Lanka Cricket banking on Indian tours to stay afloat
Sri Lanka Cricket (SLC) Monday denied that the body was facing liquidity problems but did admit that it would need "two or three tours" by Team India to manage its finances.
"There is no financial crisis," declared Sujeewa Rajapaksa, the SLC treasurer.
He said the slight problems arose when the SLC was forced to incur additional expenditure on hosting the World Cup after Pakistan`s games were shifted to the island nation.
"We had originally planned to host eight games and ended up hosting 12 games due to the Pakistan issue. All this caused additional infrastructure expenditure," Rajapaksa said.
Rs 4.4 billon were spent on the three World Cup venues — well above the estimated Rs 3.2 billion.
The March 2010 attack on the Sri Lanka team in Pakistan meant that additional measures were needed to be put in place to deal with terrorist threats.
"We received intelligence information on threats and therefore had to take additional security steps," Nishantha Ranatunga, the secretary of SLC, said.

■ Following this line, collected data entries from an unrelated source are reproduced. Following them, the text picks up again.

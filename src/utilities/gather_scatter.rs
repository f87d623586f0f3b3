use std::mem::{align_of, size_of};
use std::simd::SimdElement;
use std::slice;

use glam::Vec3;

use crate::utilities::bundle_indexing::BundleIndexing;
use crate::utilities::vector::{Vector, VECTOR_WIDTH};
use crate::utilities::vector3_wide::Vector3Wide;

const SCALAR_SIZE: usize = 4;

/// Size in bytes of one bundle of 32 bit lanes.
pub const BUNDLE_SIZE: usize = VECTOR_WIDTH * SCALAR_SIZE;

/// Marks a record laid out as a sequence of bundles of 32 bit lanes.
///
/// Generic lane code walks implementors one scalar at a time with a stride of one bundle, so it can
/// copy, swap and clear a lane without knowing what the fields mean.
///
/// # Safety
///
/// Implementors must be `#[repr(C)]` (or a `Vector<_>` itself) and consist only of 32 bit scalars:
/// no padding, alignment of at least 4, every bit pattern valid and all-zero a valid value.
/// Fields are expected to be `Vector<_>` bundles; a record may end in a tail smaller than a
/// bundle, which lane copies and clears skip.
pub unsafe trait BundleLayout: Copy + Send + Sync + 'static {}

unsafe impl BundleLayout for Vector<f32> {}
unsafe impl BundleLayout for Vector<i32> {}

#[inline(always)]
fn words<T: BundleLayout>(record: &T) -> &[u32] {
    // SAFETY: BundleLayout records are plain 32 bit scalars aligned to at least 4 bytes.
    unsafe { slice::from_raw_parts(record as *const T as *const u32, size_of::<T>() / SCALAR_SIZE) }
}

#[inline(always)]
fn words_mut<T: BundleLayout>(record: &mut T) -> &mut [u32] {
    // SAFETY: as in `words`; any u32 written back is a valid bit pattern for the record.
    unsafe { slice::from_raw_parts_mut(record as *mut T as *mut u32, size_of::<T>() / SCALAR_SIZE) }
}

/// Number of scalars in a record, truncated to whole bundles.
#[inline(always)]
const fn aligned_scalar_count<T>() -> usize {
    (size_of::<T>() / SCALAR_SIZE) & !BundleIndexing::vector_mask()
}

pub struct GatherScatter;

impl GatherScatter {
    /// Gets a reference to a lane of a vector. The lane is only validated in debug builds.
    #[inline(always)]
    pub fn get<T: SimdElement>(vector: &Vector<T>, index: usize) -> &T {
        debug_assert!(index < VECTOR_WIDTH, "Lane index {index} out of range.");
        &vector.as_array()[index]
    }

    #[inline(always)]
    pub fn get_mut<T: SimdElement>(vector: &mut Vector<T>, index: usize) -> &mut T {
        debug_assert!(index < VECTOR_WIDTH, "Lane index {index} out of range.");
        &mut vector.as_mut_array()[index]
    }

    /// Gets a reference to the first element in the vector reference.
    #[inline(always)]
    pub fn get_first<T: SimdElement>(vector: &Vector<T>) -> &T {
        &vector.as_array()[0]
    }

    #[inline(always)]
    pub fn get_first_mut<T: SimdElement>(vector: &mut Vector<T>) -> &mut T {
        &mut vector.as_mut_array()[0]
    }

    /// Writes a narrow vector into the first slot of a wide vector. Usually the target was zeroed first.
    #[inline(always)]
    pub fn gather_slot(source: Vec3, target_slot: &mut Vector3Wide) {
        *Self::get_first_mut(&mut target_slot.x) = source.x;
        *Self::get_first_mut(&mut target_slot.y) = source.y;
        *Self::get_first_mut(&mut target_slot.z) = source.z;
    }

    /// Creates an all-zero record.
    #[inline(always)]
    pub fn zeroed<T: BundleLayout>() -> T {
        // SAFETY: all-zero is a valid BundleLayout value.
        unsafe { std::mem::zeroed() }
    }

    /// Views a record as the bundles it is made of. The record size must be a whole number of bundles.
    #[inline(always)]
    pub fn as_bundles<T: BundleLayout, S: SimdElement>(record: &T) -> &[Vector<S>] {
        assert!(
            size_of::<T>() % BUNDLE_SIZE == 0
                && size_of::<S>() == SCALAR_SIZE
                && align_of::<T>() % align_of::<Vector<S>>() == 0,
            "Record is not a whole run of aligned bundles."
        );
        // SAFETY: size and alignment checked above; any 32 bit pattern is a valid scalar.
        unsafe {
            slice::from_raw_parts(
                record as *const T as *const Vector<S>,
                size_of::<T>() / BUNDLE_SIZE,
            )
        }
    }

    #[inline(always)]
    pub fn as_bundles_mut<T: BundleLayout, S: SimdElement>(record: &mut T) -> &mut [Vector<S>] {
        assert!(
            size_of::<T>() % BUNDLE_SIZE == 0
                && size_of::<S>() == SCALAR_SIZE
                && align_of::<T>() % align_of::<Vector<S>>() == 0,
            "Record is not a whole run of aligned bundles."
        );
        // SAFETY: as in `as_bundles`.
        unsafe {
            slice::from_raw_parts_mut(
                record as *mut T as *mut Vector<S>,
                size_of::<T>() / BUNDLE_SIZE,
            )
        }
    }

    /// Copies from one bundle lane to another. The bundle must be a contiguous block of Vector types.
    ///
    /// Records whose size is not a whole number of bundles are truncated: the tail is not copied.
    #[inline(always)]
    pub fn copy_lane<T: BundleLayout>(
        source_bundle: &T,
        source_inner_index: usize,
        target_bundle: &mut T,
        target_inner_index: usize,
    ) {
        debug_assert!(source_inner_index < VECTOR_WIDTH && target_inner_index < VECTOR_WIDTH);
        let size_in_ints = aligned_scalar_count::<T>();
        if size_in_ints == 0 {
            return;
        }
        let source = &words(source_bundle)[source_inner_index..];
        let target = &mut words_mut(target_bundle)[target_inner_index..];

        let mut offset = 0;
        macro_rules! copy_stride {
            () => {
                target[offset] = source[offset];
                offset += VECTOR_WIDTH;
            };
            (last) => {
                target[offset] = source[offset];
            };
        }
        // The trip count is a compile time constant, but the loop isn't unrolled without help.
        while offset + VECTOR_WIDTH * 8 <= size_in_ints {
            copy_stride!();
            copy_stride!();
            copy_stride!();
            copy_stride!();
            copy_stride!();
            copy_stride!();
            copy_stride!();
            copy_stride!();
        }
        if offset + VECTOR_WIDTH * 4 <= size_in_ints {
            copy_stride!();
            copy_stride!();
            copy_stride!();
            copy_stride!();
        }
        if offset + VECTOR_WIDTH * 2 <= size_in_ints {
            copy_stride!();
            copy_stride!();
        }
        if offset + VECTOR_WIDTH <= size_in_ints {
            copy_stride!(last);
        }
    }

    /// Swaps lanes between two bundles. The bundle type must be a whole number of bundles.
    pub fn swap_lanes<T: BundleLayout>(
        bundle_a: &mut T,
        inner_index_a: usize,
        bundle_b: &mut T,
        inner_index_b: usize,
    ) {
        debug_assert!(
            size_of::<T>() % BUNDLE_SIZE == 0,
            "Swapping does not truncate; the type must be evenly divisible by the bundle size."
        );
        debug_assert!(inner_index_a < VECTOR_WIDTH && inner_index_b < VECTOR_WIDTH);
        let size_in_ints = size_of::<T>() / SCALAR_SIZE;
        let a = &mut words_mut(bundle_a)[inner_index_a..];
        let b = &mut words_mut(bundle_b)[inner_index_b..];
        let mut i = 0;
        while i < size_in_ints {
            std::mem::swap(&mut a[i], &mut b[i]);
            i += VECTOR_WIDTH;
        }
    }

    /// Zeroes a lane across every whole bundle of the record. A tail smaller than a bundle is left alone.
    #[inline(always)]
    pub fn clear_lane<T: BundleLayout>(bundle: &mut T, inner_index: usize) {
        debug_assert!(inner_index < VECTOR_WIDTH);
        let size_in_ints = aligned_scalar_count::<T>();
        let lanes = words_mut(bundle);
        for i in (inner_index..size_in_ints).step_by(VECTOR_WIDTH) {
            lanes[i] = 0;
        }
    }

    /// Zeroes `count` elements of a lane, starting from the record's first bundle.
    #[inline(always)]
    pub fn clear_lane_count<T: BundleLayout>(bundle: &mut T, inner_index: usize, count: usize) {
        debug_assert!(inner_index < VECTOR_WIDTH);
        debug_assert!(count * VECTOR_WIDTH <= size_of::<T>() / SCALAR_SIZE);
        let lanes = words_mut(bundle);
        for i in 0..count {
            lanes[inner_index + i * VECTOR_WIDTH] = 0;
        }
    }

    /// Gets a lane of a contiguous run of vectors, one value per vector. Copies `values.len()` values.
    #[inline(always)]
    pub fn get_lane<T: SimdElement>(start_vectors: &[Vector<T>], inner_index: usize, values: &mut [T]) {
        debug_assert!(inner_index < VECTOR_WIDTH);
        debug_assert!(values.len() <= start_vectors.len());
        for (value, vector) in values.iter_mut().zip(start_vectors) {
            *value = vector.as_array()[inner_index];
        }
    }

    /// Sets a lane of a contiguous run of vectors from a flat array of values.
    #[inline(always)]
    pub fn set_lane<T: SimdElement>(start_vectors: &mut [Vector<T>], inner_index: usize, values: &[T]) {
        debug_assert!(inner_index < VECTOR_WIDTH);
        debug_assert!(values.len() <= start_vectors.len());
        for (vector, value) in start_vectors.iter_mut().zip(values) {
            vector.as_mut_array()[inner_index] = *value;
        }
    }

    /// Gets a view of a bundle container such that slot 0 of each bundle covers the given inner index.
    #[inline(always)]
    pub fn offset_view<T: BundleLayout>(bundle_container: &T, inner_index: usize) -> OffsetView<'_, T> {
        debug_assert!(inner_index < VECTOR_WIDTH);
        OffsetView {
            bundle: bundle_container,
            inner_index,
        }
    }
}

/// A record seen through one of its lanes.
///
/// Readers pick a bundle out of the record and get the value in the viewed lane, so per-type code
/// reads its data the same way no matter which lane the constraint lives in.
#[derive(Clone, Copy)]
pub struct OffsetView<'a, T> {
    bundle: &'a T,
    inner_index: usize,
}

impl<'a, T: BundleLayout> OffsetView<'a, T> {
    #[inline(always)]
    pub fn inner_index(&self) -> usize {
        self.inner_index
    }

    /// Reads the viewed lane of a bundle selected from the record.
    #[inline(always)]
    pub fn get<S: SimdElement + 'a>(&self, select: impl FnOnce(&'a T) -> &'a Vector<S>) -> S {
        *GatherScatter::get(select(self.bundle), self.inner_index)
    }

    #[inline(always)]
    pub fn vector3(&self, select: impl FnOnce(&'a T) -> &'a Vector3Wide) -> Vec3 {
        select(self.bundle).read_slot(self.inner_index)
    }

    /// Copies the viewed lane into slot 0 of an otherwise zeroed record.
    pub fn to_first_lane(&self) -> T {
        let mut shifted = GatherScatter::zeroed::<T>();
        GatherScatter::copy_lane(self.bundle, self.inner_index, &mut shifted, 0);
        shifted
    }
}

Explaining the accounts situation, Rajapaksa said the SLC`s current account had not been overdrawn and currently being operated with a credit balance of Sri Lanka Rs 10 million.
He said the wages of SLC staff for May had been delayed only by two days due to an administrative hiccup.
It was reported that staff wages were held up for want of rupees 22 million and the SLC had opted to seek a government grant.
Admitting that a government grant was sought, Rajapaksa said, "We are a national institution generating money, it is within our rights to ask for a government grant."
"We are not an institution with a daily turn over. In the next seven to eight years, two or three Indian tours would make our investment realise in a short time", Rajapaksa hoped.
Hosting the World Cup had not realised any profits for SLC. The ICC had reimbursed the expenditure although some of it remains outstanding.
The BCCI has refused to allow Indian players in SLPL stating that the league is being organised by a private party on behalf of SLC. But the SLC has insisted that the event is completely owned by it.